*** Opening MATERIALS PROVIDED ***

//! Lazy resolution of missing book snapshots.

use std::future::Future;

use bookshelf_core::{Book, BookId};
use futures::future::join_all;
use tracing::{debug, warn};

use super::Cart;
use crate::api::ApiError;

/// Where missing snapshots are fetched from.
pub trait BookSource {
    /// Fetch one book by id.
    fn fetch_book(&self, id: BookId) -> impl Future<Output = Result<Book, ApiError>>;
}

/// Outcome of [`Cart::resolve_snapshots`].
#[derive(Debug, Clone, Default, PartialEq, Eq)]
pub struct ResolveReport {
    /// Books whose snapshot was attached.
    pub resolved: Vec<BookId>,
    /// Books that could not be fetched; they keep rendering as placeholders.
    pub failed: Vec<BookId>,
}

impl<S> Cart<S> {
    /// Fetch every book lacking a usable snapshot, concurrently.
    ///
    /// Failures are logged and leave the snapshot absent; the call itself
    /// never fails. Only the in-memory cart is updated.
    pub async fn resolve_snapshots<B: BookSource>(&mut self, source: &B) -> ResolveReport {
        let missing: Vec<BookId> = self
            .items
            .iter()
            .filter(|item| !item.has_snapshot())
            .map(|item| item.book_id)
            .collect();

        let mut report = ResolveReport::default();
        if missing.is_empty() {
            return report;
        }

        debug!(count = missing.len(), "resolving cart snapshots");
        let fetches = missing
            .into_iter()
            .map(|id| async move { (id, source.fetch_book(id).await) });

        for (id, result) in join_all(fetches).await {
            match result {
                Ok(book) => {
                    if let Some(item) = self.items.iter_mut().find(|item| item.book_id == id) {
                        item.book = Some(book);
                    }
                    report.resolved.push(id);
                }
                Err(err) => {
                    warn!(book_id = %id, error = %err, "could not resolve cart item");
                    report.failed.push(id);
                }
            }
        }
        report
    }
}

*** Closing MATERIALS PROVIDED ***

» **ABOUT THIS TASK**
Given the data above, transcribe exactly the lines from the one containing "use super::Cart;" down to the one containing "#[derive(Debug, Clone, Default, PartialEq, Eq)]", and no others.

» **OUTPUT FOR THIS EXERCISE**
use super::Cart;
use crate::api::ApiError;

/// Where missing snapshots are fetched from.
pub trait BookSource {
    /// Fetch one book by id.
    fn fetch_book(&self, id: BookId) -> impl Future<Output = Result<Book, ApiError>>;
}

/// Outcome of [`Cart::resolve_snapshots`].
#[derive(Debug, Clone, Default, PartialEq, Eq)]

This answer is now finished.